These video's from you are really unique and awesome. But time travel into the future is possible and predicted by Einstein and physically tested. There hasn't been one scientist in the planet that has proven Einsteins Relativity theory wrong in any way either. It's just that you or something is always somewhere and not duplicated by some portal mechanic. We don't just step in a machine and go into the future but gravity does effect fine in a very significant way.
Traveling to the past is another thing, we constantly view the past (light beams that travel to our eyes and are perceived by our brains) but cannot make changes in it.
But again, I'm really enjoying your videos. Keep making them.
Thank you very much!

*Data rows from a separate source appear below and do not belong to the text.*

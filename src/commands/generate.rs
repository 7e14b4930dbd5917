//! The generate command: fetch, parse, and render the filter rules file.

use std::fs::File;
use std::path::Path;

use anyhow::{Context as _, Result};

use crate::error::GeneratorError;
use crate::fetch::{self, HttpTransport};
use crate::logging::Logger;
use crate::render;
use crate::rules;

/// URL of komorebi's application-specific-configuration document.
pub const RULES_URL: &str = "https://raw.githubusercontent.com/LGUG2Z/komorebi-application-specific-configuration/master/applications.yaml";

/// Local cache of the downloaded document, overwritten on every run.
pub const CACHE_FILE: &str = "komorebi_rules.yaml";

/// The generated C# source file.
pub const OUT_FILE: &str = "DefaultFilteredWindows.cs";

/// Run the generate command.
///
/// Downloads the rules document into the cache file, then regenerates the
/// output file from it.  Both files live in the current working
/// directory, colocated with the tool.
///
/// # Errors
///
/// Returns an error on any fetch, parse, or render failure.  Nothing is
/// retried; a failure mid-render leaves the partial output file in place.
pub fn run(log: &Logger) -> Result<()> {
    let version = option_env!("WHIM_RULES_VERSION").unwrap_or(env!("CARGO_PKG_VERSION"));
    log.info(&format!("whim-rules {version}"));

    let cwd = std::env::current_dir().context("resolving working directory")?;
    let cache = cwd.join(CACHE_FILE);
    let out = cwd.join(OUT_FILE);

    log.stage("Fetching komorebi application rules");
    log.debug(&format!("GET {RULES_URL}"));
    fetch::download(&HttpTransport, RULES_URL, &cache).map_err(GeneratorError::Fetch)?;
    log.info(&format!("cached rules at {}", cache.display()));

    generate_from_cache(&cache, &out, log)
}

/// Parse the cached rules document and write the generated file.
///
/// Split out from [`run`] so the parse and render stages can be exercised
/// against a seeded cache file without network access.
///
/// The output file is created (truncating any previous artifact) before
/// the body is rendered, and every line is written through that one
/// handle.  A validation error therefore leaves a truncated file — header
/// plus the entries processed before the failure, no footer — which is
/// intentional: an uncompilable artifact forces the operator to notice a
/// failed generation.
///
/// # Errors
///
/// Returns an error if the cache cannot be parsed, the output file cannot
/// be created, or rendering fails.
pub fn generate_from_cache(cache: &Path, out: &Path, log: &Logger) -> Result<()> {
    log.stage("Parsing rules document");
    let doc = rules::load_document(cache).map_err(GeneratorError::Parse)?;
    log.info(&format!("loaded {} application entries", doc.len()));

    log.stage("Generating filter rules");
    let mut file =
        File::create(out).with_context(|| format!("creating output file {}", out.display()))?;
    render::render_document(&doc, &mut file).map_err(GeneratorError::Render)?;
    log.info(&format!("wrote {}", out.display()));
    Ok(())
}
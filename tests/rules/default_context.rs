use std::panic::{self, AssertUnwindSafe};
use std::thread;

use validation_rail::rules::{ContextualRuleSet, RuleOptions};
use validation_rail::{Context, NumericBounds, RuleKind, Value};

use crate::support::record;

fn create_only_rules() -> ContextualRuleSet {
    let mut rules = ContextualRuleSet::new();
    rules
        .validates_numericalness_of(
            "age",
            NumericBounds::new().equal_to(30),
            RuleOptions::new().context("create"),
        )
        .unwrap();
    rules
}

#[test]
fn current_default_context_is_default_without_override() {
    let rules = ContextualRuleSet::new();
    assert_eq!(rules.current_default_context(), Context::DEFAULT);
}

#[test]
fn default_resolves_to_the_override_inside_the_scope() {
    let rules = create_only_rules();
    let person = record([("age", Value::from(31))]);

    assert!(rules.validate(&person, &Context::DEFAULT).is_empty());

    let inside = rules.with_default_context("create", || rules.validate(&person, &Context::DEFAULT));
    assert_eq!(inside.len(), 1);

    assert!(rules.validate(&person, &Context::DEFAULT).is_empty());
    assert_eq!(rules.current_default_context(), Context::DEFAULT);
}

#[test]
fn default_rules_run_under_the_overriding_context() {
    let mut rules = ContextualRuleSet::new();
    rules
        .validates_numericalness_of("age", NumericBounds::new().equal_to(30), RuleOptions::new())
        .unwrap();
    let person = record([("age", Value::from(31))]);

    assert_eq!(rules.validate(&person, &Context::DEFAULT).len(), 1);

    let (implicit, explicit) = rules.with_default_context("create", || {
        (rules.validate(&person, &Context::DEFAULT), rules.validate(&person, &Context::new("create")))
    });
    assert_eq!(implicit.len(), 1);
    assert_eq!(explicit.len(), 1);

    assert!(rules.validate(&person, &Context::new("create")).is_empty());
}

#[test]
fn default_and_overriding_context_rules_merge_in_registration_order() {
    let mut rules = ContextualRuleSet::new();
    rules
        .validates_numericalness_of(
            "age",
            NumericBounds::new().greater_than(40),
            RuleOptions::new().context("create"),
        )
        .unwrap();
    rules
        .validates_numericalness_of("age", NumericBounds::new().equal_to(30), RuleOptions::new())
        .unwrap();
    rules
        .validates_numericalness_of(
            "age",
            NumericBounds::new().less_than(10),
            RuleOptions::new().context("create").context("default"),
        )
        .unwrap();
    let person = record([("age", Value::from(31))]);

    let kinds: Vec<_> = rules
        .with_default_context("create", || rules.validate(&person, &Context::DEFAULT))
        .iter()
        .map(|violation| violation.rule_kind().clone())
        .collect();

    assert_eq!(kinds, vec![RuleKind::GREATER_THAN, RuleKind::EQUAL_TO, RuleKind::LESS_THAN]);
}

#[test]
fn default_rules_stay_out_of_other_named_contexts() {
    let mut rules = ContextualRuleSet::new();
    rules
        .validates_numericalness_of("age", NumericBounds::new().equal_to(30), RuleOptions::new())
        .unwrap();
    let person = record([("age", Value::from(31))]);

    let violations =
        rules.with_default_context("create", || rules.validate(&person, &Context::new("update")));
    assert!(violations.is_empty());
}

#[test]
fn named_contexts_ignore_the_override() {
    let rules = create_only_rules();
    let person = record([("age", Value::from(31))]);

    let violations =
        rules.with_default_context("update", || rules.validate(&person, &Context::new("create")));
    assert_eq!(violations.len(), 1);
}

#[test]
fn nested_overrides_restore_the_outer_one() {
    let rules = ContextualRuleSet::new();

    rules.with_default_context("create", || {
        assert_eq!(rules.current_default_context(), Context::new("create"));

        rules.with_default_context("update", || {
            assert_eq!(rules.current_default_context(), Context::new("update"));
        });

        assert_eq!(rules.current_default_context(), Context::new("create"));
    });

    assert_eq!(rules.current_default_context(), Context::DEFAULT);
}

#[test]
fn override_is_popped_when_the_scope_panics() {
    let rules = ContextualRuleSet::new();

    let outcome = panic::catch_unwind(AssertUnwindSafe(|| {
        rules.with_default_context("create", || panic!("validation aborted"));
    }));

    assert!(outcome.is_err());
    assert_eq!(rules.current_default_context(), Context::DEFAULT);
}

#[test]
fn guard_keeps_the_override_until_dropped() {
    let rules = ContextualRuleSet::new();

    let guard = rules.override_default_context("import");
    assert_eq!(rules.current_default_context(), Context::new("import"));

    drop(guard);
    assert_eq!(rules.current_default_context(), Context::DEFAULT);
}

#[test]
fn overrides_are_scoped_to_one_rule_set() {
    let first = ContextualRuleSet::new();
    let second = ContextualRuleSet::new();

    first.with_default_context("create", || {
        assert_eq!(first.current_default_context(), Context::new("create"));
        assert_eq!(second.current_default_context(), Context::DEFAULT);
    });
}

#[test]
fn derived_rule_sets_do_not_see_the_parent_override() {
    let parent = ContextualRuleSet::new();
    let child = parent.derive();

    parent.with_default_context("create", || {
        assert_eq!(child.current_default_context(), Context::DEFAULT);
    });
}

#[test]
fn overrides_are_per_thread() {
    let rules = create_only_rules();

    rules.with_default_context("create", || {
        thread::scope(|scope| {
            let seen = scope.spawn(|| rules.current_default_context()).join().unwrap();
            assert_eq!(seen, Context::DEFAULT);
        });

        assert_eq!(rules.current_default_context(), Context::new("create"));
    });
}
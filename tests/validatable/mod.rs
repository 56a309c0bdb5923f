use std::sync::LazyLock;

use validation_rail::prelude::*;

use crate::support::{Employee, Person, REGISTRY};

#[test]
fn validate_records_violations_in_the_error_set() {
    let mut person = Person::new(31);

    let errors = person.validate(Context::DEFAULT).errors();
    assert_eq!(errors.len(), 1);
    assert_eq!(errors.on("age").len(), 1);
    assert_eq!(errors.full_messages(), vec!["Age must be equal to 30".to_string()]);
}

#[test]
fn is_valid_matches_an_empty_error_set() {
    let mut person = Person::new(30);
    assert!(person.is_valid(Context::DEFAULT));
    assert!(person.errors().is_empty());

    person.age = Value::from(29);
    assert!(!person.is_valid(Context::DEFAULT));
    assert!(!person.errors().is_empty());
}

#[test]
fn each_validation_starts_from_a_clean_error_set() {
    let mut person = Person::new(31);
    person.errors.add_message("name", "is reserved");

    person.validate(Context::DEFAULT);
    assert!(!person.errors().contains("name"));

    person.age = Value::from(30);
    assert!(person.validate(Context::DEFAULT).errors().is_empty());
}

#[test]
fn validating_twice_gives_the_same_errors() {
    let mut person = Person::new(-5);

    let first = person.validate("create").errors().clone();
    let second = person.validate("create").errors().clone();

    assert_eq!(first, second);
    assert_eq!(second.len(), 1);
}

#[test]
fn conditional_rule_skips_inactive_resources() {
    let mut person = Person::new(-5);
    assert!(!person.is_valid("create"));

    person.active = false;
    assert!(person.is_valid("create"));
}

#[test]
fn unknown_context_validates_cleanly() {
    let mut person = Person::new(-5);
    assert!(person.is_valid("archive"));
}

#[test]
fn default_helpers_validate_under_default() {
    let mut person = Person::new(-5);

    assert_eq!(person.validate_default().errors().len(), 1);
    assert!(!person.is_valid_default());

    person.age = Value::from(30);
    assert!(person.is_valid_default());
}

#[test]
fn resources_are_validatable() {
    assert!(Person::new(30).is_validatable());
}

#[test]
fn default_context_follows_the_rule_set_override() {
    let mut person = Person::new(-5);
    let rules = REGISTRY.rules::<Person>().unwrap();

    assert_eq!(person.default_validation_context(), Context::DEFAULT);

    rules.with_default_context("create", || {
        assert_eq!(person.default_validation_context(), Context::new("create"));

        let kinds: Vec<_> = person
            .validate(Context::DEFAULT)
            .errors()
            .iter()
            .map(|violation| violation.rule_kind().clone())
            .collect();
        assert_eq!(
            kinds,
            vec![validation_rail::RuleKind::EQUAL_TO, validation_rail::RuleKind::GREATER_THAN]
        );
    });

    assert_eq!(person.default_validation_context(), Context::DEFAULT);
}

#[test]
fn subtype_runs_inherited_rules_first() {
    let mut employee = Employee::new(31, 0);

    let attributes: Vec<_> = employee.validate(Context::DEFAULT).errors().iter().map(|v| v.attribute_name().to_string()).collect();
    assert_eq!(attributes, vec!["age".to_string(), "salary".to_string()]);

    let mut valid = Employee::new(30, 1000);
    assert!(valid.is_valid(Context::DEFAULT));
}

#[test]
fn subtype_inherits_conditional_context_rules() {
    let mut employee = Employee::new(0, 1000);
    assert_eq!(employee.validate("create").errors().on("age").len(), 1);
}

static IMPORT_RULES: LazyLock<ContextualRuleSet> = LazyLock::new(|| {
    let mut rules = ContextualRuleSet::new();
    rules
        .validates_numericalness_of(
            "quantity",
            NumericBounds::new().greater_than(0),
            RuleOptions::new().context("import"),
        )
        .expect("quantity rule registers");
    rules
});

/// Always treats `default` as the `import` context.
struct ImportedLine {
    quantity: i64,
    errors: ErrorSet,
}

impl Resource for ImportedLine {
    fn attribute(&self, name: &str) -> Value {
        match name {
            "quantity" => self.quantity.into(),
            _ => Value::Nil,
        }
    }
}

impl Validatable for ImportedLine {
    fn validators(&self) -> &ContextualRuleSet {
        &IMPORT_RULES
    }

    fn errors(&self) -> &ErrorSet {
        &self.errors
    }

    fn errors_mut(&mut self) -> &mut ErrorSet {
        &mut self.errors
    }

    fn default_validation_context(&self) -> Context {
        Context::new("import")
    }
}

#[test]
fn overridden_default_validation_context_is_used() {
    let mut line = ImportedLine { quantity: 0, errors: ErrorSet::new() };

    assert!(!line.is_valid(Context::DEFAULT));
    assert!(line.is_valid("update"));

    line.quantity = 3;
    assert!(line.is_valid(Context::DEFAULT));
}

static AUDITED_RULES: LazyLock<ContextualRuleSet> = LazyLock::new(|| {
    let mut rules = ContextualRuleSet::new();
    rules
        .validates_numericalness_of("quantity", NumericBounds::new().less_than(100), RuleOptions::new())
        .expect("quantity rule registers");
    rules
});

/// `default` stands for `audit`; rules declared under `default` follow it.
struct AuditedLine {
    quantity: i64,
    errors: ErrorSet,
}

impl Resource for AuditedLine {
    fn attribute(&self, name: &str) -> Value {
        match name {
            "quantity" => self.quantity.into(),
            _ => Value::Nil,
        }
    }
}

impl Validatable for AuditedLine {
    fn validators(&self) -> &ContextualRuleSet {
        &AUDITED_RULES
    }

    fn errors(&self) -> &ErrorSet {
        &self.errors
    }

    fn errors_mut(&mut self) -> &mut ErrorSet {
        &mut self.errors
    }

    fn default_validation_context(&self) -> Context {
        Context::new("audit")
    }
}

#[test]
fn default_rules_follow_an_overridden_default_validation_context() {
    let mut line = AuditedLine { quantity: 500, errors: ErrorSet::new() };

    assert!(!line.is_valid(Context::DEFAULT));
    assert!(!line.is_valid("audit"));
    assert!(line.is_valid("update"));
}
//! Value types shared by the rule engine.
//!
//! This module holds the data the engine produces and consumes: attribute
//! [`Value`]s, validation [`Context`] names, [`Violation`] records and the
//! per-resource [`ErrorSet`].
//!
//! # Examples
//!
//! ```
//! use validation_rail::types::{ErrorSet, MessageArgs, RuleKind, Value, Violation};
//!
//! let mut errors = ErrorSet::new();
//! errors.add(Violation::from_args(MessageArgs {
//!     kind: RuleKind::EQUAL_TO,
//!     attribute: "age".into(),
//!     values: [Value::from(30)].into_iter().collect(),
//! }));
//!
//! assert_eq!(errors.full_messages(), vec!["Age must be equal to 30".to_string()]);
//! ```
use smallvec::SmallVec;

pub mod alloc_type;
pub mod context;
pub mod error_set;
pub mod message_formatter;
pub mod value;
pub mod violation;

pub use context::*;
pub use error_set::*;
pub use message_formatter::*;
pub use value::*;
pub use violation::*;

/// SmallVec-backed collection used for grouping violations per attribute.
///
/// Uses inline storage for one element; most attributes fail at most one rule.
pub type ErrorVec<E> = SmallVec<[E; 1]>;

/// Violations returned by a single rule-set evaluation, in evaluation order.
pub type Violations = alloc_type::Vec<Violation>;
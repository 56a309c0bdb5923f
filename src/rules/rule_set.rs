use crate::traits::Validator;
use crate::types::alloc_type::{Arc, Vec};
use core::slice;
use core::sync::atomic::{AtomicUsize, Ordering};

static NEXT_RULE_ID: AtomicUsize = AtomicUsize::new(0);

/// Registration stamp of a rule.
///
/// Ids grow monotonically across the whole process, so sorting by id yields
/// registration order, and a rule copied into a subtype keeps its id.
#[derive(Debug, Clone, Copy, PartialEq, Eq, PartialOrd, Ord, Hash)]
pub struct RuleId(usize);

impl RuleId {
    #[inline]
    pub(crate) fn next() -> Self {
        Self(NEXT_RULE_ID.fetch_add(1, Ordering::Relaxed))
    }
}

/// A registered validator together with its registration stamp.
#[derive(Debug, Clone)]
pub struct Rule {
    id: RuleId,
    validator: Arc<dyn Validator>,
}

impl Rule {
    #[inline]
    pub(crate) fn new(id: RuleId, validator: Arc<dyn Validator>) -> Self {
        Self { id, validator }
    }

    #[inline]
    pub fn id(&self) -> RuleId {
        self.id
    }

    #[inline]
    pub fn validator(&self) -> &dyn Validator {
        &*self.validator
    }
}

/// Ordered validators registered on one type for one context.
#[derive(Debug, Clone, Default)]
pub struct RuleSet {
    rules: Vec<Rule>,
}

impl RuleSet {
    #[inline]
    pub fn new() -> Self {
        Self { rules: Vec::new() }
    }

    #[inline]
    pub(crate) fn push(&mut self, rule: Rule) {
        self.rules.push(rule);
    }

    /// Appends the rules of `other` this set does not hold yet.
    pub(crate) fn merge(&mut self, other: &RuleSet) {
        for rule in &other.rules {
            if !self.contains(rule.id) {
                self.rules.push(rule.clone());
            }
        }
    }

    #[inline]
    pub fn contains(&self, id: RuleId) -> bool {
        self.rules.iter().any(|rule| rule.id == id)
    }

    #[inline]
    pub fn len(&self) -> usize {
        self.rules.len()
    }

    #[inline]
    pub fn is_empty(&self) -> bool {
        self.rules.is_empty()
    }

    #[inline]
    pub fn iter(&self) -> slice::Iter<'_, Rule> {
        self.rules.iter()
    }
}

impl<'a> IntoIterator for &'a RuleSet {
    type Item = &'a Rule;
    type IntoIter = slice::Iter<'a, Rule>;

    fn into_iter(self) -> Self::IntoIter {
        self.iter()
    }
}
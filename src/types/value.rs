//! Dynamic attribute values read from a [`Resource`](crate::traits::Resource).

use crate::types::alloc_type::{Cow, String};
use core::cmp::Ordering;
use core::fmt;

#[cfg(feature = "serde")]
use serde::{Deserialize, Serialize};

/// The current value of one resource attribute.
///
/// Resources hand out attribute values by name; the engine only ever inspects
/// them. Integers and floats compare with each other by numeric value.
///
/// # Examples
///
/// ```
/// use validation_rail::Value;
///
/// assert_eq!(Value::from(30), Value::Integer(30));
/// assert_eq!(Value::from(None::<i64>), Value::Nil);
/// assert!(Value::from("active").is_truthy());
/// assert!(!Value::Bool(false).is_truthy());
/// ```
#[cfg_attr(feature = "serde", derive(Serialize, Deserialize))]
#[derive(Debug, Clone, PartialEq, Default)]
pub enum Value {
    #[default]
    Nil,
    Bool(bool),
    Integer(i64),
    Float(f64),
    Text(String),
}

/// Outcome of comparing values the numeric predicates cannot order.
#[derive(Debug, Clone, Copy, PartialEq, Eq)]
pub(crate) struct Incomparable;

impl Value {
    #[inline]
    pub fn is_nil(&self) -> bool {
        matches!(self, Self::Nil)
    }

    /// `Nil` and `false` are falsy, everything else is truthy.
    #[inline]
    pub fn is_truthy(&self) -> bool {
        !matches!(self, Self::Nil | Self::Bool(false))
    }

    #[inline]
    pub fn is_numeric(&self) -> bool {
        matches!(self, Self::Integer(_) | Self::Float(_))
    }

    /// Returns the value as `f64` when it is numeric.
    #[inline]
    pub fn as_f64(&self) -> Option<f64> {
        match self {
            Self::Integer(i) => Some(*i as f64),
            Self::Float(f) => Some(*f),
            _ => None,
        }
    }

    /// Short lowercase name of the variant, used in diagnostics.
    pub fn type_name(&self) -> &'static str {
        match self {
            Self::Nil => "nil",
            Self::Bool(_) => "boolean",
            Self::Integer(_) => "integer",
            Self::Float(_) => "float",
            Self::Text(_) => "text",
        }
    }

    /// Orders `self` against a numeric `bound`.
    ///
    /// `Ok(None)` means comparable but unordered (`Nil`, or a `NaN` operand):
    /// such a value satisfies no predicate except inequality.
    /// `Err(Incomparable)` covers every other type pairing.
    pub(crate) fn numeric_cmp(&self, bound: &Value) -> Result<Option<Ordering>, Incomparable> {
        match (self, bound) {
            (Self::Integer(a), Self::Integer(b)) => Ok(Some(a.cmp(b))),
            (Self::Integer(a), Self::Float(b)) => Ok(cmp_int_float(*a, *b)),
            (Self::Float(a), Self::Integer(b)) => Ok(cmp_int_float(*b, *a).map(Ordering::reverse)),
            (Self::Float(a), Self::Float(b)) => Ok(a.partial_cmp(b)),
            (Self::Nil, b) if b.is_numeric() => Ok(None),
            _ => Err(Incomparable),
        }
    }
}

/// Exact ordering of an integer against a float.
///
/// Casting the integer to `f64` rounds above 2^53, so the float is truncated
/// into `i64` range instead and its fractional part breaks ties.
fn cmp_int_float(int: i64, float: f64) -> Option<Ordering> {
    // 2^63, exactly representable.
    const LIMIT: f64 = 9_223_372_036_854_775_808.0;

    if float.is_nan() {
        return None;
    }
    if float >= LIMIT {
        return Some(Ordering::Less);
    }
    if float < -LIMIT {
        return Some(Ordering::Greater);
    }

    let truncated = float as i64;
    match int.cmp(&truncated) {
        Ordering::Equal => (truncated as f64).partial_cmp(&float),
        unequal => Some(unequal),
    }
}

impl fmt::Display for Value {
    fn fmt(&self, f: &mut fmt::Formatter<'_>) -> fmt::Result {
        match self {
            Self::Nil => f.write_str("nil"),
            Self::Bool(b) => write!(f, "{b}"),
            Self::Integer(i) => write!(f, "{i}"),
            Self::Float(x) => write!(f, "{x}"),
            Self::Text(s) => f.write_str(s),
        }
    }
}

macro_rules! impl_from_integer {
    ($($ty:ty),*) => {
        $(
            impl From<$ty> for Value {
                #[inline]
                fn from(value: $ty) -> Self {
                    Self::Integer(i64::from(value))
                }
            }
        )*
    };
}

impl_from_integer!(i8, i16, i32, i64, u8, u16, u32);

macro_rules! impl_try_from_integer {
    ($($ty:ty),*) => {
        $(
            /// Fails when the value does not fit in `i64`.
            impl TryFrom<$ty> for Value {
                type Error = core::num::TryFromIntError;

                #[inline]
                fn try_from(value: $ty) -> Result<Self, Self::Error> {
                    i64::try_from(value).map(Self::Integer)
                }
            }
        )*
    };
}

impl_try_from_integer!(u64, usize, isize, i128, u128);

impl From<f32> for Value {
    #[inline]
    fn from(value: f32) -> Self {
        Self::Float(f64::from(value))
    }
}

impl From<f64> for Value {
    #[inline]
    fn from(value: f64) -> Self {
        Self::Float(value)
    }
}

impl From<bool> for Value {
    #[inline]
    fn from(value: bool) -> Self {
        Self::Bool(value)
    }
}

impl From<&str> for Value {
    #[inline]
    fn from(value: &str) -> Self {
        Self::Text(value.into())
    }
}

impl From<String> for Value {
    #[inline]
    fn from(value: String) -> Self {
        Self::Text(value)
    }
}

impl From<Cow<'_, str>> for Value {
    #[inline]
    fn from(value: Cow<'_, str>) -> Self {
        Self::Text(value.into_owned())
    }
}

impl<T: Into<Value>> From<Option<T>> for Value {
    #[inline]
    fn from(value: Option<T>) -> Self {
        value.map_or(Self::Nil, Into::into)
    }
}
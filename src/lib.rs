//! Contextual rule engine for validating resources.
//!
//! Each host type owns a [`ContextualRuleSet`]: validators registered per
//! context (`default`, `create`, `update`, ...). Validating a resource under a
//! context runs every applicable rule against the resource's current attribute
//! values and records the failures in its [`ErrorSet`].
//!
//! Each submodule re-exports its public surface from here, so consumers can
//! simply depend on `validation_rail::*` or pick focused pieces as needed.
//!
//! # Examples
//!
//! ## Contexts
//!
//! ```
//! use std::collections::BTreeMap;
//! use validation_rail::{Context, ContextualRuleSet, NumericBounds, RuleOptions, Value};
//!
//! let mut rules = ContextualRuleSet::new();
//! rules
//!     .validates_numericalness_of("age", NumericBounds::new().equal_to(30), RuleOptions::new())
//!     .unwrap();
//! rules
//!     .validates_numericalness_of(
//!         "stock",
//!         NumericBounds::new().greater_than(0),
//!         RuleOptions::new().context("create"),
//!     )
//!     .unwrap();
//!
//! let mut record = BTreeMap::new();
//! record.insert("age".to_string(), Value::from(31));
//! record.insert("stock".to_string(), Value::from(0));
//!
//! assert_eq!(rules.validate(&record, &Context::DEFAULT).len(), 1);
//! assert_eq!(rules.validate(&record, &Context::new("create")).len(), 1);
//! assert!(rules.validate(&record, &Context::new("update")).is_empty());
//! ```
//!
//! ## Inheritance
//!
//! ```
//! use validation_rail::{NumericBounds, RuleOptions, RuleRegistry};
//!
//! struct Vehicle;
//! struct Truck;
//!
//! let mut registry = RuleRegistry::new();
//! registry
//!     .define::<Vehicle>()?
//!     .validates_numericalness_of("wheels", NumericBounds::new().greater_than(0), RuleOptions::new())?;
//! registry
//!     .define_subtype::<Truck, Vehicle>()?
//!     .validates_numericalness_of("payload", NumericBounds::new().less_than(40), RuleOptions::new())?;
//!
//! // Rules added to the parent afterwards stay on the parent.
//! registry
//!     .rules_mut::<Vehicle>()
//!     .unwrap()
//!     .validates_numericalness_of("doors", NumericBounds::new().less_than(6), RuleOptions::new())?;
//!
//! assert_eq!(registry.rules::<Vehicle>().unwrap().len(), 2);
//! assert_eq!(registry.rules::<Truck>().unwrap().len(), 2);
//! # Ok::<(), validation_rail::RegistrationError>(())
//! ```
#![cfg_attr(not(feature = "std"), no_std)]

#[cfg(not(feature = "std"))]
extern crate alloc;

#[cfg(feature = "std")]
extern crate std;

/// Setup-time error type
pub mod error;
/// Convenience re-exports for quick starts
pub mod prelude;
/// Rule registration, contextual resolution and the type registry
pub mod rules;
/// Seams to host objects and rule kinds
pub mod traits;
/// Values, contexts, violations and the error set
pub mod types;
/// Built-in rule kinds
pub mod validators;

pub use error::RegistrationError;
pub use rules::{Condition, ContextualRuleSet, RuleOptions, RuleRegistry};
pub use traits::*;
pub use types::{
    Context, ContextScope, Contexts, ErrorSet, ErrorVec, Message, MessageArgs, MessageFormatConfig,
    MessageFormatter, RuleKind, Value, Violation, Violations,
};
pub use validators::*;
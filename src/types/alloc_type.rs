#[cfg(feature = "std")]
pub type Cow<'a, B> = std::borrow::Cow<'a, B>;
#[cfg(not(feature = "std"))]
pub type Cow<'a, B> = alloc::borrow::Cow<'a, B>;

#[cfg(feature = "std")]
pub type Arc<T> = std::sync::Arc<T>;
#[cfg(not(feature = "std"))]
pub type Arc<T> = alloc::sync::Arc<T>;

#[cfg(feature = "std")]
pub type Vec<T> = std::vec::Vec<T>;
#[cfg(not(feature = "std"))]
pub type Vec<T> = alloc::vec::Vec<T>;

#[cfg(feature = "std")]
pub type String = std::string::String;
#[cfg(not(feature = "std"))]
pub type String = alloc::string::String;

#[cfg(feature = "std")]
pub type BTreeMap<K, V> = std::collections::BTreeMap<K, V>;
#[cfg(not(feature = "std"))]
pub type BTreeMap<K, V> = alloc::collections::BTreeMap<K, V>;

/// Borrowed-or-owned attribute identifier.
pub type AttributeName = Cow<'static, str>;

I'm really pleased you are enjoying my videos! Time is so interesting, and time dilation is so cool. I think that time in the 'real world' works quite differently to how it does in my little physics engine :)
Time travel to the future is easy to simulate: just change the speed of time.
How do you rotate the portals in the website
Я наткнулсч на твой канал и, я должен сказать, я удивлен что у тебя не так много подписчиков. Контент и твоя подача на высшем уровне. Я думаю, ткмы, которые ты берешь в видеороликах, через чур нисшевые для алгаритмов.
Очень жаль, что ютуб не пробвигает такой контент и вам приходится делать контент такого уровня на такую маленькую аудиторию.
Why can you only release five versions?
I broke the others by accident when I was making the more complicated ones at the end :) woops
@@TodePond Oh. Would it be possible to re-code them, or would it be too much work?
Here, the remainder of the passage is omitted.